What is needed
The lines from the first line of the entries through the line containing "fn agents() ->" are to be repeated exactly, with both of those lines included.

=== Section Start ===

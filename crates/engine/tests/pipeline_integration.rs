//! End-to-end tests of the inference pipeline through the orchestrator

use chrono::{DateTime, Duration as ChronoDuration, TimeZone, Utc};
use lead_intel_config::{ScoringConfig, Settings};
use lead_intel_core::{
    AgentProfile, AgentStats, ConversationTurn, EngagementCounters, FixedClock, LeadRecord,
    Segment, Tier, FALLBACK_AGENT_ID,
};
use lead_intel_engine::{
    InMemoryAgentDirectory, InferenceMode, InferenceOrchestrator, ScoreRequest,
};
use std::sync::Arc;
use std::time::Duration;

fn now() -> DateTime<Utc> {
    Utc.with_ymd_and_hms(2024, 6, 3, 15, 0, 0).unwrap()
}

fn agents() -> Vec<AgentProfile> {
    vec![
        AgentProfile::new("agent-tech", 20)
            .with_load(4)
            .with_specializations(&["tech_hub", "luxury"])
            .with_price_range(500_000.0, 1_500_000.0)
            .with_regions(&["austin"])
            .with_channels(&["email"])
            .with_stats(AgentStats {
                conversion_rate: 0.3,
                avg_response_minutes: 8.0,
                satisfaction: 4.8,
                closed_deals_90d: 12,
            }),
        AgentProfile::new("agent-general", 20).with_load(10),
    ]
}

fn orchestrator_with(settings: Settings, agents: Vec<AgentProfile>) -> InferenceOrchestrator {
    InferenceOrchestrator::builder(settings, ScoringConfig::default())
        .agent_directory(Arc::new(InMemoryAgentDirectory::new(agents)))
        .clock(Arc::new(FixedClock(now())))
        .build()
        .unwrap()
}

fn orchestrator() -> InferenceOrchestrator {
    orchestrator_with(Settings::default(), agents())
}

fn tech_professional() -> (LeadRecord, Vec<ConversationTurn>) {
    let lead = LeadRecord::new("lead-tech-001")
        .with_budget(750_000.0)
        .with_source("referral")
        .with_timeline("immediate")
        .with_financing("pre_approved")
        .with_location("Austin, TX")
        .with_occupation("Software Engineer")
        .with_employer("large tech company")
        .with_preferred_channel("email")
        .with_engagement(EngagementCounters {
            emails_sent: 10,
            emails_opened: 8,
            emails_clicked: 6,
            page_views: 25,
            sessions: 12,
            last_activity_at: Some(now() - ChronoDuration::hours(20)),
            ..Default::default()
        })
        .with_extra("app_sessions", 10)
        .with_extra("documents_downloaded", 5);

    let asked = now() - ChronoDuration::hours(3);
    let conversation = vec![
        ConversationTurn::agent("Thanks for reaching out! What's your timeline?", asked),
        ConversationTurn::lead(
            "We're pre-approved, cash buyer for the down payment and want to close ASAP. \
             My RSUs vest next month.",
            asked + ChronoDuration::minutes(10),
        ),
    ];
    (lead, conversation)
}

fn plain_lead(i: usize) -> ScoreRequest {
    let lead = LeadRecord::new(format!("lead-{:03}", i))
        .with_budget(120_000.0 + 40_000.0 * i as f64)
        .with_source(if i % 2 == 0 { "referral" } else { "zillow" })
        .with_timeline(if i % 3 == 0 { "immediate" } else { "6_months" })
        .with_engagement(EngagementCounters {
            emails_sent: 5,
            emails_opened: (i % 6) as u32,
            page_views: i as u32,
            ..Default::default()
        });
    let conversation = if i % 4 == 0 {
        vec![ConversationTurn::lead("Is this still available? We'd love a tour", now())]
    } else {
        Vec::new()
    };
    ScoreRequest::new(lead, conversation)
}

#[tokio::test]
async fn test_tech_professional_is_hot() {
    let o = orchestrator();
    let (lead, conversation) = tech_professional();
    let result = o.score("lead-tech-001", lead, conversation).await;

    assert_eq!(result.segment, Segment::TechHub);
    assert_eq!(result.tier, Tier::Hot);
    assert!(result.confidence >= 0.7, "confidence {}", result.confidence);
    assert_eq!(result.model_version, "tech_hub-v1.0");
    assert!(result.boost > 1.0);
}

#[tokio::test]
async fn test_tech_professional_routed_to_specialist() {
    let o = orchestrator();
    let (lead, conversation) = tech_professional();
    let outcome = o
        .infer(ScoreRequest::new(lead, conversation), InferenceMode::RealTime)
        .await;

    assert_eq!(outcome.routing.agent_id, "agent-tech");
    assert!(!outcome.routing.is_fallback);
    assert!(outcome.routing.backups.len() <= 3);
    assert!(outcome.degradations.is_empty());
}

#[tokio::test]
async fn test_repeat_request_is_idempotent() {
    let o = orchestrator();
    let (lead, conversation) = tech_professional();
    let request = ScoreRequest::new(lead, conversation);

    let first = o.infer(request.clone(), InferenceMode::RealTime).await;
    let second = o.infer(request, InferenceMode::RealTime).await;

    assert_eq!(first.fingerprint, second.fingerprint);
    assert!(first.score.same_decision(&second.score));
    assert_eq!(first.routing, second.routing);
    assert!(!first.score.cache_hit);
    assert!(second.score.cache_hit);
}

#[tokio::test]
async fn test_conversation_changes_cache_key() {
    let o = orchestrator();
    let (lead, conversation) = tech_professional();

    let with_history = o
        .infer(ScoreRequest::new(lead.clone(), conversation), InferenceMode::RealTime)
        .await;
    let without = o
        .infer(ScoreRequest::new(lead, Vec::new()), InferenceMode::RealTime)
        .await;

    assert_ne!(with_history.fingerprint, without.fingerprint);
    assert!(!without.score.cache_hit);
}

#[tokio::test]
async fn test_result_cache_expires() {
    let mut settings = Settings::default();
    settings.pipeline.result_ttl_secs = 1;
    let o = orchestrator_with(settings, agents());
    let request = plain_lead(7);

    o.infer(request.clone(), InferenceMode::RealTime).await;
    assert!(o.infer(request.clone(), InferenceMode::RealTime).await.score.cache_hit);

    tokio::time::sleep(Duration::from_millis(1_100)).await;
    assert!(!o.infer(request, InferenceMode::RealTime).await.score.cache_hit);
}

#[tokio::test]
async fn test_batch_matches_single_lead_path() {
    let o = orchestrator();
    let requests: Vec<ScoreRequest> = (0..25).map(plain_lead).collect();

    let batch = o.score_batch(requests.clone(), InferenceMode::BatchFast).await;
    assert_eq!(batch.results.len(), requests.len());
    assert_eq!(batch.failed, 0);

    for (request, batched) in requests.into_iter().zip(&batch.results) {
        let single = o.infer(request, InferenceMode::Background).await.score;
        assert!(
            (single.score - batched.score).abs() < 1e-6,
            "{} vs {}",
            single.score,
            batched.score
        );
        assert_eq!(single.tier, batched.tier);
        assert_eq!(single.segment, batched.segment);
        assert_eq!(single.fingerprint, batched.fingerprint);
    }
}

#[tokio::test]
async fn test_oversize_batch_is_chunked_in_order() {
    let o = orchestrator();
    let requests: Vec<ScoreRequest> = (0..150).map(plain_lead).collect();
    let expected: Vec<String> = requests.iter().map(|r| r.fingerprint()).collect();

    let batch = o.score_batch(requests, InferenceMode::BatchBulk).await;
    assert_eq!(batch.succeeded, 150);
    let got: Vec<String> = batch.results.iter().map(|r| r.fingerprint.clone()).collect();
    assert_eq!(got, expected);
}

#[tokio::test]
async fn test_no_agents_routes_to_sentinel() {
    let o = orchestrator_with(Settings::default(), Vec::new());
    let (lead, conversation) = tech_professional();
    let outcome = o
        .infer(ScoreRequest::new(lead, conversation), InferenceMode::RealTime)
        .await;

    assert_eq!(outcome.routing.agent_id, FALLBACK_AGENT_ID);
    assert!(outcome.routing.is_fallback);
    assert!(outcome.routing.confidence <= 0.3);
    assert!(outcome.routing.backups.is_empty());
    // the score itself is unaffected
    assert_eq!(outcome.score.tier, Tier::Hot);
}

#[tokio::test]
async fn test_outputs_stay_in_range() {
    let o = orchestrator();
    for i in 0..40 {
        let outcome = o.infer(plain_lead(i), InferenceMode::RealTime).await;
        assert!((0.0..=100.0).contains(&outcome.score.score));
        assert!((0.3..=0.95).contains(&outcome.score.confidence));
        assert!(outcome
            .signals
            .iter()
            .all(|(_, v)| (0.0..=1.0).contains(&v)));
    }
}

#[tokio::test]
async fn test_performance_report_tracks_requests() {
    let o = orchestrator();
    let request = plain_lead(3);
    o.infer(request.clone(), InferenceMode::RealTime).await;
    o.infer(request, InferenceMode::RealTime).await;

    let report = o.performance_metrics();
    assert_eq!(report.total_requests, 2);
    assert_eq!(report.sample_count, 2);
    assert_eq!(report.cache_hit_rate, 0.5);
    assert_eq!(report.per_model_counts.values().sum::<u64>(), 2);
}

=== Section End ===

Response area
filename crates/engine/tests/pipeline_integration.rs
//! End-to-end tests of the inference pipeline through the orchestrator

use chrono::{DateTime, Duration as ChronoDuration, TimeZone, Utc};
use lead_intel_config::{ScoringConfig, Settings};
use lead_intel_core::{
    AgentProfile, AgentStats, ConversationTurn, EngagementCounters, FixedClock, LeadRecord,
    Segment, Tier, FALLBACK_AGENT_ID,
};
use lead_intel_engine::{
    InMemoryAgentDirectory, InferenceMode, InferenceOrchestrator, ScoreRequest,
};
use std::sync::Arc;
use std::time::Duration;

fn now() -> DateTime<Utc> {
    Utc.with_ymd_and_hms(2024, 6, 3, 15, 0, 0).unwrap()
}

fn agents() -> Vec<AgentProfile> {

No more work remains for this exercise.